Something to note is that since cars are titled and registered with a state’s department of motor vehicles (or similar entity), they are considered property in that state. This means that Florida’s statute may only affect vehicles titled and registered in Florida, not those registered in other states. So, for example, if a snowbird spends about half of every year in Florida and the other half in New York, but their car was titled and registered in New York, the Florida statute may not apply to how that vehicle passes after the person dies, even if they claimed Florida residency.
Co-Owned Vehicles
Before we get into the statute, let’s address a common situation: co-owned vehicles. If a person dies owning a vehicle with someone else, the surviving owner may automatically own the entire vehicle. The important thing to look for on the title is whether it says “and” or “or” between the names of the owners. “And” means the owners each had only partial ownership of the vehicle (referred to as a tenancy in common), so the decedent’s heir will ultimately co-own the vehicle with the surviving owner after going through the steps in the following sections. “Or” means the vehicle was jointly owned, so the surviving owner will own the entire vehicle. The surviving owner does not need to file anything with a court or the Florida Department of Highway Safety and Motor Vehicles to make this happen–just bring a copy of the death certificate and title (if an electronic title, it may need to be printed) to the DMV.
Jointly owned vehicles are common when spouses own a vehicle together (in which case the title may read “TBE” after the owners’ names, which stands for tenants by the entirety) or a parent and child own a vehicle together (which title may read “or” between the names or “JTWROS” at the end, which stands for joint tenants with rights of survivorship).
If There Is No Will
If a person dies as the sole owner of a vehicle and does not have a Will, Florida law says any heir (someone who would otherwise inherit property from the deceased person) can apply for a certificate of title with the Florida DMV without going through probate. All the heir needs to do is fill out Florida form HSMV 82040, bring a copy of the death certificate and title, and complete an affidavit in which they state “the estate is not indebted and the surviving spouse, if any, and the heirs, have amicably agreed among themselves upon a division of the estate” [1]. If the decedent’s estate went through probate and a court issued an order administering property (usually an order of summary administration in this situation), it is a good idea to bring a copy of this order as well.
If There Is A Will
If someone dies testate (with a Will) in Florida, the law requires different things depending on whether probate proceedings occurred.
If the Will Was Probated
If the Will is probated, the heir needs to complete Florida form HSMV 82040, bring a copy of the death certificate, an affidavit that the estate has enough assets to pay all of its debts, and a certified copy of the Will (a copy received from the court after it has admitted the Will) [2].
If There Was No Probate
If the Will is not probated, the heir needs to complete Florida form HSMV 82040, bring a copy of the death certificate, an affidavit that the estate is not indebted, and a sworn copy of the Will [3].
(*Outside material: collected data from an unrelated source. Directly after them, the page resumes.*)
// flowmig_engine/spec - Replacement rules and the migration catalog
use crate::error::CatalogError;
use crate::matcher::MethodSignature;
use crate::precondition::Precondition;
use crate::template::RewriteTemplate;
use flowmig_ast::{Expression, Span};
use serde::{Deserialize, Serialize};
use std::collections::BTreeSet;

/// Placeholder name bound to the replacement's receiver value in every
/// simple and builder template.
pub const BASE_PLACEHOLDER: &str = "base";

/// Placeholder name bound to the retyped receiver in return-reshape templates.
pub const RECEIVER_PLACEHOLDER: &str = "receiver";

/// The identifier substituted as the new receiver of a replacement, e.g.
/// `camundaClient` of type `io.camunda.client.CamundaClient`.
#[derive(Debug, Clone, PartialEq, Eq, Serialize, Deserialize)]
pub struct BaseIdentifier {
    pub name: String,
    pub type_fqn: String,
}

impl BaseIdentifier {
    pub fn new(name: impl Into<String>, type_fqn: impl Into<String>) -> Self {
        Self {
            name: name.into(),
            type_fqn: type_fqn.into(),
        }
    }

    pub fn to_expression(&self) -> Expression {
        Expression::Identifier {
            name: self.name.clone(),
            type_fqn: Some(self.type_fqn.clone()),
            span: Span::dummy(),
        }
    }
}

/// How the replacement's resulting type is determined.
#[derive(Debug, Clone, PartialEq, Eq, Serialize, Deserialize)]
pub enum ReturnType {
    /// Use the given fully qualified name.
    Specified(String),
    /// Keep whatever the surrounding declaration or assignment already says.
    InferFromContext,
    /// No resulting type (void method or expression statement).
    Void,
}

/// Named index into a matched call's own argument list.
#[derive(Debug, Clone, PartialEq, Eq, Serialize, Deserialize)]
pub struct NamedArg {
    pub name: String,
    pub index: usize,
}

impl NamedArg {
    pub fn new(name: impl Into<String>, index: usize) -> Self {
        Self {
            name: name.into(),
            index,
        }
    }
}

/// Replaces a single call matching one exact overload.
#[derive(Debug, Clone, PartialEq, Serialize, Deserialize)]
pub struct SimpleSpec {
    pub signature: MethodSignature,
    pub template: RewriteTemplate,
    pub base: BaseIdentifier,
    pub return_type: ReturnType,
    /// Which of the call's own arguments feed which placeholder.
    pub args: Vec<NamedArg>,
    pub comments: Vec<String>,
}

impl SimpleSpec {
    pub fn new(
        signature: MethodSignature,
        template: RewriteTemplate,
        base: BaseIdentifier,
        return_type: ReturnType,
        args: Vec<NamedArg>,
        comments: Vec<String>,
    ) -> Result<Self, CatalogError> {
        let mut declared: BTreeSet<String> =
            args.iter().map(|arg| arg.name.clone()).collect();
        declared.insert(BASE_PLACEHOLDER.to_string());
        template.check_placeholders(&declared)?;
        Ok(Self {
            signature,
            template,
            base,
            return_type,
            args,
            comments,
        })
    }
}

/// Replaces a whole builder chain whose observed step set equals
/// `required_steps`.
#[derive(Debug, Clone, PartialEq, Serialize, Deserialize)]
pub struct BuilderSpec {
    /// Signature of the terminal commit call.
    pub commit: MethodSignature,
    /// Exact set of step names this spec expects in a resolved chain.
    pub required_steps: BTreeSet<String>,
    /// The extractable subset, in catalog declaration order. Each entry names
    /// a template placeholder fed from the collected step argument.
    pub extracted_params: Vec<String>,
    pub template: RewriteTemplate,
    pub base: BaseIdentifier,
    pub return_type: ReturnType,
    pub comments: Vec<String>,
}

impl BuilderSpec {
    pub fn new(
        commit: MethodSignature,
        required_steps: BTreeSet<String>,
        extracted_params: Vec<String>,
        template: RewriteTemplate,
        base: BaseIdentifier,
        return_type: ReturnType,
        comments: Vec<String>,
    ) -> Result<Self, CatalogError> {
        for name in &extracted_params {
            if !required_steps.contains(name) {
                return Err(CatalogError::ExtractedParameterOutsideSteps {
                    name: name.clone(),
                    steps: required_steps.iter().cloned().collect(),
                });
            }
        }
        let mut declared: BTreeSet<String> = extracted_params.iter().cloned().collect();
        declared.insert(BASE_PLACEHOLDER.to_string());
        template.check_placeholders(&declared)?;
        Ok(Self {
            commit,
            required_steps,
            extracted_params,
            template,
            base,
            return_type,
            comments,
        })
    }
}

/// Reshapes a return-value expression, e.g. retyping an accessor read of a
/// rewritten variable. No argument extraction.
#[derive(Debug, Clone, PartialEq, Serialize, Deserialize)]
pub struct ReturnSpec {
    pub signature: MethodSignature,
    pub template: RewriteTemplate,
}

impl ReturnSpec {
    pub fn new(
        signature: MethodSignature,
        template: RewriteTemplate,
    ) -> Result<Self, CatalogError> {
        let declared: BTreeSet<String> =
            std::iter::once(RECEIVER_PLACEHOLDER.to_string()).collect();
        template.check_placeholders(&declared)?;
        Ok(Self {
            signature,
            template,
        })
    }
}

/// One replacement rule.
#[derive(Debug, Clone, PartialEq, Serialize, Deserialize)]
pub enum ReplacementSpec {
    Simple(SimpleSpec),
    Builder(BuilderSpec),
    Return(ReturnSpec),
}

/// All rules for one migration target, gated by a shared precondition.
#[derive(Debug, Clone, PartialEq, Serialize, Deserialize)]
pub struct MigrationTarget {
    pub name: String,
    pub preconditions: Precondition,
    pub specs: Vec<ReplacementSpec>,
}

impl MigrationTarget {
    /// Validates the spec list: no two builder specs for the same commit
    /// method may share a required-step-set.
    pub fn new(
        name: impl Into<String>,
        preconditions: Precondition,
        specs: Vec<ReplacementSpec>,
    ) -> Result<Self, CatalogError> {
        let mut seen: BTreeSet<(String, Vec<String>)> = BTreeSet::new();
        for spec in &specs {
            if let ReplacementSpec::Builder(builder) = spec {
                let key = (
                    builder.commit.method_name.clone(),
                    builder.required_steps.iter().cloned().collect::<Vec<_>>(),
                );
                if !seen.insert(key.clone()) {
                    return Err(CatalogError::DuplicateStepSet {
                        method: key.0,
                        steps: key.1,
                    });
                }
            }
        }
        Ok(Self {
            name: name.into(),
            preconditions,
            specs,
        })
    }

    pub fn simple_specs(&self) -> impl Iterator<Item = &SimpleSpec> {
        self.specs.iter().filter_map(|spec| match spec {
            ReplacementSpec::Simple(simple) => Some(simple),
            _ => None,
        })
    }

    pub fn builder_specs(&self) -> impl Iterator<Item = &BuilderSpec> {
        self.specs.iter().filter_map(|spec| match spec {
            ReplacementSpec::Builder(builder) => Some(builder),
            _ => None,
        })
    }

    pub fn return_specs(&self) -> impl Iterator<Item = &ReturnSpec> {
        self.specs.iter().filter_map(|spec| match spec {
            ReplacementSpec::Return(ret) => Some(ret),
            _ => None,
        })
    }
}

/// The immutable rule catalog, built once and shared read-only across unit
/// traversals.
#[derive(Debug, Clone, PartialEq, Serialize, Deserialize)]
pub struct RuleCatalog {
    pub targets: Vec<MigrationTarget>,
}

impl RuleCatalog {
    pub fn new(targets: Vec<MigrationTarget>) -> Self {
        Self { targets }
    }
}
If A Trust Owns The Vehicle
If the vehicle is titled in the name of a trust (for example, “Han Solo, as Trustee of the Solo Revocable Living Trust u/a/d January 1, 2024,” instead of just “Han Solo”), the terms of the trust will determine what happens with the vehicle when the settlor (the person who creates the trust) dies. This can be either through a specific bequest, such as leaving a particular vehicle to a specific person, or through a residuary clause that gives all remaining trust property to a person or group of people, such as all of the settlor’s children. Once the trustee transfers ownership to the intended recipient, the recipient will own the vehicle.
What About Creditors?
Creditors may or may not be an issue when it comes to vehicles.
If there is a balance on a loan specific to that vehicle, that creditor will always be entitled to repayment or they can repossess the vehicle. Usually, these types of creditors will allow the decedent’s heirs to make arrangements to either pay off the remaining balance or return the vehicle.
General creditors, like credit card companies, would only be able to go after the vehicle if it is paid off and the estate is otherwise unable to pay its debts. However, Florida law allows the decedent’s immediate family members to petition a court to have up to two vehicles declared exempt from these types of creditor claims if the vehicles were regularly used as the family’s personal vehicles [4].
A Florida wills, trusts, and estates attorney can help you navigate the many different situations that may arise when transferring a decedent’s vehicle.
[1] § 319.28(b), Fla. Stat. (2023)
[2] Id.
[3] Id.
[4] § 732.402(2)(b), Fla. Stat. (2023)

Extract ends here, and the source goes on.